Source data:
____

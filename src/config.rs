//! Startup configuration.
//!
//! Resolution order (highest priority first):
//! 1. Environment variables (`VU_MONITOR_*`)
//! 2. TOML file named by `VU_MONITOR_CONFIG`, else `./vu_monitor.toml`
//! 3. Compiled defaults
//!
//! Immutable once the scheduler starts.

use std::{
    collections::BTreeSet,
    path::{Path, PathBuf},
    str::FromStr,
    time::Duration,
};

use serde::{Deserialize, Serialize};

use crate::actuator::{ChannelId, ChannelSpec, OutputProfile};
use crate::constants::{
    CONFIG_ENV, CURVE_B0, CURVE_CEILING, CURVE_K, DEFAULT_CONFIG_FILE,
    MAX_BANDWIDTH_BYTES_PER_SEC, POLLING_WINDOW_TICKS, TICK_INTERVAL_SECS,
};
use crate::curve::{CurveKind, ResponseCurve};
use crate::error::ConfigError;
use crate::sampler::Metric;

#[derive(Debug, Clone, Copy, PartialEq, Eq, Default, Serialize, Deserialize)]
#[serde(rename_all = "snake_case")]
pub enum Backend {
    /// Terminal meter when stdout is a terminal, log lines otherwise.
    #[default]
    Auto,
    Terminal,
    Log,
}

impl FromStr for Backend {
    type Err = String;

    fn from_str(s: &str) -> Result<Self, Self::Err> {
        match s.to_ascii_lowercase().as_str() {
            "auto" => Ok(Backend::Auto),
            "terminal" => Ok(Backend::Terminal),
            "log" => Ok(Backend::Log),
            other => Err(format!("unknown backend `{other}`")),
        }
    }
}

/// A metric driving one actuator channel. Order of the list is write order.
#[derive(Debug, Clone, Copy, PartialEq, Eq, Serialize, Deserialize)]
pub struct ChannelBinding {
    pub metric: Metric,
    pub channel: ChannelId,
}

#[derive(Debug, Clone, PartialEq, Default, Serialize, Deserialize)]
#[serde(default)]
pub struct OutputConfig {
    pub profile: OutputProfile,
    pub backend: Backend,
    /// Empty means the profile's default wiring.
    pub channels: Vec<ChannelBinding>,
}

#[derive(Debug, Clone, PartialEq, Serialize, Deserialize)]
#[serde(default)]
pub struct NetworkConfig {
    /// Interfaces to sum. Empty means all of them.
    pub interfaces: Vec<String>,
    pub include_loopback: bool,
}

impl Default for NetworkConfig {
    fn default() -> Self {
        Self {
            interfaces: Vec::new(),
            include_loopback: true,
        }
    }
}

/// The `[curve]` table.
#[derive(Debug, Clone, Copy, PartialEq, Serialize, Deserialize)]
#[serde(default)]
pub struct CurveConfig {
    pub kind: CurveKind,
    pub b0: f64,
    pub k: f64,
    /// Unset means 700 on the converters and the needle max on PWM outputs.
    pub ceiling: Option<f64>,
}

impl Default for CurveConfig {
    fn default() -> Self {
        Self {
            kind: CurveKind::Saturating,
            b0: CURVE_B0,
            k: CURVE_K,
            ceiling: None,
        }
    }
}

impl From<ResponseCurve> for CurveConfig {
    fn from(curve: ResponseCurve) -> Self {
        Self {
            kind: curve.kind,
            b0: curve.b0,
            k: curve.k,
            ceiling: Some(curve.ceiling),
        }
    }
}

#[derive(Debug, Clone, PartialEq, Serialize, Deserialize)]
#[serde(default)]
pub struct Config {
    pub tick_interval_secs: f64,
    pub polling_window_ticks: u32,
    pub max_bandwidth_bytes_per_sec: u64,
    /// Needle full deflection. Defaults to the output profile's value.
    pub actuator_max: Option<f64>,
    pub log_level: String,
    pub curve: CurveConfig,
    pub output: OutputConfig,
    pub network: NetworkConfig,
}

impl Default for Config {
    fn default() -> Self {
        Self {
            tick_interval_secs: TICK_INTERVAL_SECS,
            polling_window_ticks: POLLING_WINDOW_TICKS,
            max_bandwidth_bytes_per_sec: MAX_BANDWIDTH_BYTES_PER_SEC,
            actuator_max: None,
            log_level: "info".to_string(),
            curve: CurveConfig::default(),
            output: OutputConfig::default(),
            network: NetworkConfig::default(),
        }
    }
}

impl Config {
    /// Load from the process environment and the file system.
    pub fn load() -> Result<Self, ConfigError> {
        let explicit = std::env::var_os(CONFIG_ENV).map(PathBuf::from);
        Self::load_with(explicit.as_deref(), Path::new(DEFAULT_CONFIG_FILE), |key| {
            std::env::var(key).ok()
        })
    }

    /// Same as [`Config::load`] with the inputs made explicit.
    ///
    /// `explicit` must exist when given; `fallback` is only read if present.
    pub fn load_with(
        explicit: Option<&Path>,
        fallback: &Path,
        env: impl Fn(&str) -> Option<String>,
    ) -> Result<Self, ConfigError> {
        let mut config = match explicit {
            Some(path) => Self::from_file(path)?,
            None if fallback.exists() => Self::from_file(fallback)?,
            None => Self::default(),
        };
        config.apply_env_overrides(env)?;
        config.validate()?;
        Ok(config)
    }

    /// Parse a TOML document without validating it.
    pub fn from_toml(toml_str: &str) -> Result<Self, ConfigError> {
        toml::from_str(toml_str).map_err(|e| ConfigError::ParseError {
            path: "<string>".to_string(),
            message: e.to_string(),
        })
    }

    fn from_file(path: &Path) -> Result<Self, ConfigError> {
        let content = std::fs::read_to_string(path).map_err(|_| ConfigError::FileNotFound {
            path: path.display().to_string(),
        })?;
        toml::from_str(&content).map_err(|e| ConfigError::ParseError {
            path: path.display().to_string(),
            message: e.to_string(),
        })
    }

    fn apply_env_overrides(
        &mut self,
        env: impl Fn(&str) -> Option<String>,
    ) -> Result<(), ConfigError> {
        if let Some(v) = parse_env(&env, "VU_MONITOR_WINDOW_TICKS")? {
            self.polling_window_ticks = v;
        }
        if let Some(v) = parse_env(&env, "VU_MONITOR_TICK_SECS")? {
            self.tick_interval_secs = v;
        }
        if let Some(v) = parse_env(&env, "VU_MONITOR_MAX_BANDWIDTH")? {
            self.max_bandwidth_bytes_per_sec = v;
        }
        if let Some(v) = parse_env(&env, "VU_MONITOR_ACTUATOR_MAX")? {
            self.actuator_max = Some(v);
        }
        if let Some(v) = parse_env(&env, "VU_MONITOR_BACKEND")? {
            self.output.backend = v;
        }
        if let Some(v) = env("VU_MONITOR_LOG") {
            self.log_level = v;
        }
        Ok(())
    }

    pub fn validate(&self) -> Result<(), ConfigError> {
        if self.polling_window_ticks == 0 {
            return Err(ConfigError::invalid("polling_window_ticks", "must be at least 1"));
        }
        if !self.tick_interval_secs.is_finite() || self.tick_interval_secs <= 0.0 {
            return Err(ConfigError::invalid(
                "tick_interval_secs",
                "must be a positive number of seconds",
            ));
        }
        if self.max_bandwidth_bytes_per_sec == 0 {
            return Err(ConfigError::invalid(
                "max_bandwidth_bytes_per_sec",
                "must be greater than 0",
            ));
        }

        let profile = self.output.profile;
        let max = self.actuator_max();
        if !max.is_finite() || max <= 0.0 {
            return Err(ConfigError::invalid("actuator_max", "must be greater than 0"));
        }
        if max > profile.full_scale() {
            return Err(ConfigError::invalid(
                "actuator_max",
                format!("exceeds the {:?} full scale of {}", profile, profile.full_scale()),
            ));
        }

        let curve = self.response_curve();
        if !(curve.b0.is_finite() && curve.k.is_finite() && curve.ceiling.is_finite()) {
            return Err(ConfigError::invalid("curve", "parameters must be finite"));
        }
        if curve.kind == CurveKind::Saturating {
            if curve.k < 0.0 {
                return Err(ConfigError::invalid("curve.k", "must not be negative"));
            }
            if curve.ceiling < curve.b0 {
                return Err(ConfigError::invalid(
                    "curve.ceiling",
                    format!("must not be below b0 ({})", curve.b0),
                ));
            }
        }

        let bindings = self.bindings();
        if bindings.is_empty() {
            return Err(ConfigError::invalid("output.channels", "no channel is bound"));
        }
        let mut seen = BTreeSet::new();
        for binding in &bindings {
            if binding.channel.0 >= profile.channel_count() {
                return Err(ConfigError::invalid(
                    "output.channels",
                    format!(
                        "channel {} does not exist on a {}-channel output",
                        binding.channel,
                        profile.channel_count()
                    ),
                ));
            }
            if !seen.insert(binding.channel) {
                return Err(ConfigError::invalid(
                    "output.channels",
                    format!("channel {} is bound twice", binding.channel),
                ));
            }
        }
        Ok(())
    }

    pub fn tick_interval(&self) -> Duration {
        Duration::from_secs_f64(self.tick_interval_secs)
    }

    pub fn actuator_max(&self) -> f64 {
        self.actuator_max
            .unwrap_or_else(|| self.output.profile.default_max())
    }

    /// The curve with its ceiling resolved against the output profile.
    pub fn response_curve(&self) -> ResponseCurve {
        let ceiling = self.curve.ceiling.unwrap_or_else(|| match self.output.profile {
            OutputProfile::DualDac | OutputProfile::SingleDac => CURVE_CEILING,
            OutputProfile::SoftPwm | OutputProfile::HardPwm => self.actuator_max(),
        });
        ResponseCurve {
            kind: self.curve.kind,
            b0: self.curve.b0,
            k: self.curve.k,
            ceiling,
        }
    }

    /// Configured wiring, or the profile default: network on channel 1 and
    /// CPU on channel 0, network written first. A single channel shows
    /// network load.
    pub fn bindings(&self) -> Vec<ChannelBinding> {
        if !self.output.channels.is_empty() {
            return self.output.channels.clone();
        }
        match self.output.profile.channel_count() {
            1 => vec![ChannelBinding {
                metric: Metric::Network,
                channel: ChannelId(0),
            }],
            _ => vec![
                ChannelBinding {
                    metric: Metric::Network,
                    channel: ChannelId(1),
                },
                ChannelBinding {
                    metric: Metric::Cpu,
                    channel: ChannelId(0),
                },
            ],
        }
    }

    /// One spec per bound channel, in write order.
    pub fn channel_specs(&self) -> Vec<ChannelSpec> {
        let max = self.actuator_max();
        self.bindings()
            .into_iter()
            .map(|binding| ChannelSpec {
                id: binding.channel,
                label: binding.metric.to_string(),
                max,
            })
            .collect()
    }
}

fn parse_env<T: FromStr>(
    env: &impl Fn(&str) -> Option<String>,
    key: &str,
) -> Result<Option<T>, ConfigError> {
    match env(key) {
        None => Ok(None),
        Some(raw) => raw
            .trim()
            .parse()
            .map(Some)
            .map_err(|_| ConfigError::invalid(key, format!("cannot parse `{raw}`"))),
    }
}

____

**Directions for this task:**
Identify the lines in the entries above that contain "match", then copy them out.

**Response to this exercise:**
        match s.to_ascii_lowercase().as_str() {
        let mut config = match explicit {
        let ceiling = self.curve.ceiling.unwrap_or_else(|| match self.output.profile {
        match self.output.profile.channel_count() {
    match env(key) {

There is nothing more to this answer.